:: Problem statement ::
Everything in the data below is left aside except the lines from the one containing "#[derive(Debug, Clone, PartialEq)]" through the one containing "references a stream"; repeat those exactly.

:: Material for this task ::

* * * *

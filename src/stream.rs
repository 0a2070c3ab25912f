// SPDX-FileCopyrightText: 2025 Joshua Goins <josh@redstrate.com>
// SPDX-License-Identifier: GPL-3.0-or-later

use std::path::{Path, PathBuf};

use crate::ByteBuffer;

/// Stream payloads are aligned to this many bytes inside the data section.
pub const STREAM_ALIGNMENT: u32 = 16;

/// One audio stream embedded in a soundbank.
///
/// Streams are kept in on-disk index order, and the hierarchy refers to them by id.
#[derive(Debug, Clone, PartialEq, Eq)]
pub struct StreamInfo {
    /// The id hierarchy objects use to refer to this stream.
    pub id: u32,
    /// Byte offset inside the data section. Only meaningful directly after a load or a
    /// save, since every save lays the streams out again.
    pub offset: u32,
    /// The raw audio payload.
    pub data: ByteBuffer,
    /// Whether any hierarchy object points at this stream.
    pub has_references: bool,
    /// The file the payload was last replaced from, if any.
    pub replacement_file: Option<PathBuf>,
}

impl StreamInfo {
    pub fn new(id: u32, offset: u32, length: usize) -> StreamInfo {
        StreamInfo {
            id,
            offset,
            data: vec![0; length],
            has_references: false,
            replacement_file: None,
        }
    }

    /// Replaces the audio payload, remembering where the new bytes came from.
    pub fn replace_data(&mut self, data: ByteBuffer, source: Option<PathBuf>) {
        self.data = data;
        self.replacement_file = source;
    }

    /// Writes the raw payload to a standalone file.
    pub fn save(&self, path: &Path) -> Result<(), std::io::Error> {
        std::fs::write(path, &self.data)
    }
}

/// Assigns every stream a 16-byte-aligned offset in list order and returns the total
/// length of the resulting data payload. Offsets are a pure function of the current
/// list, so running this twice without edits changes nothing.
pub fn layout_streams(streams: &mut [StreamInfo]) -> u32 {
    let mut cursor = 0u32;
    for info in streams {
        if cursor % STREAM_ALIGNMENT != 0 {
            cursor += STREAM_ALIGNMENT - (cursor % STREAM_ALIGNMENT);
        }
        info.offset = cursor;
        cursor += info.data.len() as u32;
    }
    cursor
}
// SPDX-FileCopyrightText: 2025 Joshua Goins <josh@redstrate.com>
// SPDX-License-Identifier: GPL-3.0-or-later

use std::io::{Read, Seek, Write};

use binrw::{BinReaderExt, BinWriterExt};
use tracing::warn;

use crate::dialect::BankDialect;
use crate::error::Error;
use crate::hirc::node_params::NodeBaseParams;
use crate::section::read_bytes;
use crate::stream::StreamInfo;
use crate::ByteBuffer;

/// How a sound's audio payload is stored.
#[derive(Debug, Clone, Copy, PartialEq, Eq)]
pub enum StreamType {
    /// The payload lives in this bank's data section.
    Embedded,
    /// The payload is streamed from a separate file at runtime.
    Streamed,
    /// The start of the payload is embedded so playback begins before streaming
    /// catches up.
    Prefetch,
    /// A storage kind the crate does not know about.
    Unknown(u32),
}

impl StreamType {
    pub(crate) fn from_raw(raw: u32) -> StreamType {
        match raw {
            0 => StreamType::Embedded,
            1 => StreamType::Streamed,
            2 => StreamType::Prefetch,
            raw => StreamType::Unknown(raw),
        }
    }

    pub(crate) fn to_raw(self) -> u32 {
        match self {
            StreamType::Embedded => 0,
            StreamType::Streamed => 1,
            StreamType::Prefetch => 2,
            StreamType::Unknown(raw) => raw,
        }
    }
}

impl std::fmt::Display for StreamType {
    fn fmt(&self, f: &mut std::fmt::Formatter) -> std::fmt::Result {
        match self {
            StreamType::Embedded => write!(f, "Embedded"),
            StreamType::Streamed => write!(f, "Streamed"),
            StreamType::Prefetch => write!(f, "Prefetch"),
            StreamType::Unknown(raw) => write!(f, "Unknown (0x{raw:02x})"),
        }
    }
}

/// A playable sound tied to an audio source.
#[derive(Debug, Clone, PartialEq)]
pub struct Sound {
    pub id: u32,
    pub plugin_id: u32,
    pub stream_type: StreamType,
    /// Id of the audio stream this sound plays.
    pub source_id: u32,
    pub file_id: u32,
    /// Absolute byte offset of the payload inside the bank file. Rewritten on save for
    /// embedded sounds with a matching stream; left at its decoded value otherwise.
    pub file_offset: u32,
    /// Length of the payload in bytes. Rewritten on save alongside `file_offset`.
    pub file_size: u32,
    /// 0 for sound effects, 1 for voice.
    pub source_bits: u8,
    /// Extra size field, present only when the dialect's gate applies to `plugin_id`.
    pub source_size: Option<u32>,
    pub params: NodeBaseParams,
    /// Bytes beyond the modeled fields, echoed back on save.
    pub unhandled: ByteBuffer,
}

impl Sound {
    pub(crate) fn read<R: Read + Seek>(
        reader: &mut R,
        id: u32,
        budget: usize,
        streams: &mut [StreamInfo],
        dialect: &BankDialect,
    ) -> Result<Sound, Error> {
        let start = reader.stream_position()?;

        let plugin_id = reader.read_le::<u32>()?;
        let stream_type = StreamType::from_raw(reader.read_le::<u32>()?);
        let source_id = reader.read_le::<u32>()?;
        let file_id = reader.read_le::<u32>()?;

        let mut file_offset = 0;
        let mut file_size = 0;
        if stream_type != StreamType::Streamed {
            file_offset = reader.read_le::<u32>()?;
            file_size = reader.read_le::<u32>()?;

            if stream_type == StreamType::Embedded {
                match streams.iter_mut().find(|info| info.id == source_id) {
                    Some(info) => info.has_references = true,
                    None => warn!(id, source_id, "Sound references a stream this bank does not embed"),
                }
            }
        }

        let source_bits = reader.read_le::<u8>()?;

        let source_size = if dialect.source_size_gate.applies(plugin_id) {
            Some(reader.read_le::<u32>()?)
        } else {
            None
        };

        let params = NodeBaseParams::read(reader)?;

        let consumed = (reader.stream_position()? - start) as usize;
        let leftover = budget.checked_sub(consumed).ok_or(Error::Malformed {
            context: format!("sound object {id}"),
        })?;
        let unhandled = read_bytes(reader, leftover)?;

        Ok(Sound {
            id,
            plugin_id,
            stream_type,
            source_id,
            file_id,
            file_offset,
            file_size,
            source_bits,
            source_size,
            params,
            unhandled,
        })
    }

    /// Writes the sound, patching the payload location of embedded sources from the
    /// bank's current stream layout. `data_payload_start` is the absolute offset of
    /// the data section's payload.
    pub(crate) fn write<W: Write + Seek>(
        &mut self,
        writer: &mut W,
        streams: &[StreamInfo],
        data_payload_start: u64,
    ) -> Result<(), Error> {
        writer.write_le(&self.plugin_id)?;
        writer.write_le(&self.stream_type.to_raw())?;
        writer.write_le(&self.source_id)?;
        writer.write_le(&self.file_id)?;

        if self.stream_type != StreamType::Streamed {
            if self.stream_type == StreamType::Embedded {
                // Resolved by id on every save, since the stream list may have been
                // edited since this object was decoded.
                if let Some(info) = streams.iter().find(|info| info.id == self.source_id) {
                    self.file_offset = (data_payload_start + u64::from(info.offset)) as u32;
                    self.file_size = info.data.len() as u32;
                }
            }

            writer.write_le(&self.file_offset)?;
            writer.write_le(&self.file_size)?;
        }

        writer.write_le(&self.source_bits)?;

        if let Some(source_size) = self.source_size {
            writer.write_le(&source_size)?;
        }

        self.params.write(writer)?;
        writer.write_all(&self.unhandled)?;

        Ok(())
    }
}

* * * *

:: Task answer ::
#[derive(Debug, Clone, PartialEq)]
pub struct Sound {
    pub id: u32,
    pub plugin_id: u32,
    pub stream_type: StreamType,
    /// Id of the audio stream this sound plays.
    pub source_id: u32,
    pub file_id: u32,
    /// Absolute byte offset of the payload inside the bank file. Rewritten on save for
    /// embedded sounds with a matching stream; left at its decoded value otherwise.
    pub file_offset: u32,
    /// Length of the payload in bytes. Rewritten on save alongside `file_offset`.
    pub file_size: u32,
    /// 0 for sound effects, 1 for voice.
    pub source_bits: u8,
    /// Extra size field, present only when the dialect's gate applies to `plugin_id`.
    pub source_size: Option<u32>,
    pub params: NodeBaseParams,
    /// Bytes beyond the modeled fields, echoed back on save.
    pub unhandled: ByteBuffer,
}

impl Sound {
    pub(crate) fn read<R: Read + Seek>(
        reader: &mut R,
        id: u32,
        budget: usize,
        streams: &mut [StreamInfo],
        dialect: &BankDialect,
    ) -> Result<Sound, Error> {
        let start = reader.stream_position()?;

        let plugin_id = reader.read_le::<u32>()?;
        let stream_type = StreamType::from_raw(reader.read_le::<u32>()?);
        let source_id = reader.read_le::<u32>()?;
        let file_id = reader.read_le::<u32>()?;

        let mut file_offset = 0;
        let mut file_size = 0;
        if stream_type != StreamType::Streamed {
            file_offset = reader.read_le::<u32>()?;
            file_size = reader.read_le::<u32>()?;

            if stream_type == StreamType::Embedded {
                match streams.iter_mut().find(|info| info.id == source_id) {
                    Some(info) => info.has_references = true,
                    None => warn!(id, source_id, "Sound references a stream this bank does not embed"),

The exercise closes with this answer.